BT Increases Prices: No Escape If You’ve Paid for Line Saver

Written by Karen Bryan

BT logoOn 3 July 2016 BT is imposing massive prices increases of up to 15% on some broadband packages.

How can BT possible justify prices increases of up to 15% when the rate of inflation, measured by CPI (Consumer Price Index), stands at 0.3%?

In late January 2016, I signed a 12 month contract for broadband and anytime calls with BT  Although technically I can leave the BT contract with no penalty due to the impending price increase, I am tied into the 12 month contract by virtue of having paid for Line Saver (where you pay 12 months line rental in advance in order to get a discount on the price). Unfortunately, you can’t get a refund on the unused portion of Line Saver if you quit your BT mid contract.

If I hadn’t sign up for Line Saver, then I would’ve paid around another £2 a month for line rental for the 5 months prior to the price increase. Now that I am effectively tied into staying with BT for a further 7 months after the price increases, I will pay an additional £1.85 a month (a £1 increase for broadband and 85p for anytime calls).

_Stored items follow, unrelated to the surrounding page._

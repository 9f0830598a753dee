//! ULID generation for jobs, results, and deliveries.
//!
//! ULIDs sort lexicographically in creation order, which is what the
//! incremental result-streaming path relies on: `id > last_seen_id` in id
//! order is exactly "everything completed since the last poll".

use ulid::Ulid;

/// Generate a new ULID string (26 chars, Crockford base32, uppercase).
#[must_use]
pub fn new_id() -> String {
    Ulid::new().to_string()
}

/// Check that a string parses as a ULID. Used to validate `after` cursors
/// from query parameters before they reach a store query.
#[must_use]
pub fn is_valid(id: &str) -> bool {
    Ulid::from_string(id).is_ok()
}
//! Per-host request spacing.

use std::{collections::HashMap, sync::Mutex, time::Duration};

use tokio::time::Instant;

/// Minimum delay between consecutive requests to the same host.
pub const DEFAULT_CRAWL_DELAY: Duration = Duration::from_millis(200);

/// Gate that spaces requests per host. The gate is per-host, not global:
/// two workers hitting different hosts never wait on each other.
pub struct HostGate {
    min_delay: Duration,
    next_allowed: Mutex<HashMap<String, Instant>>,
}

impl Default for HostGate {
    fn default() -> Self {
        Self::new(DEFAULT_CRAWL_DELAY)
    }
}

impl HostGate {
    #[must_use]
    pub fn new(min_delay: Duration) -> Self {
        Self {
            min_delay,
            next_allowed: Mutex::new(HashMap::new()),
        }
    }

    /// Wait for this host's slot, claiming the next one atomically so
    /// concurrent workers queue behind each other.
    pub async fn acquire(&self, host: &str) {
        let wait_until = {
            let mut slots = self
                .next_allowed
                .lock()
                .unwrap_or_else(std::sync::PoisonError::into_inner);
            let now = Instant::now();
            let slot = slots.get(host).copied().unwrap_or(now).max(now);
            slots.insert(host.to_string(), slot + self.min_delay);
            slot
        };

        tokio::time::sleep_until(wait_until).await;
    }
}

There appears to be no escape from these price hikes. You either pay more for line rental, so that you can quit the contract if prices increase, or you save on line rental, but are then hit by price increases for broadband and calls.

BT is not the only culprit. Many of the other major home telecoms and broadband providers such as Sky, Virgin and Talk Talk have already, or will soon, hike their prices too.

I think that telecom companies should be banned from increasing prices during a 12 month contract.

I can sign up for a fixed price contract for supply of gas and electricity which guarantees that the price will not increase during the term of the contract. Why can’t I do that with a telecoms and broadband contract?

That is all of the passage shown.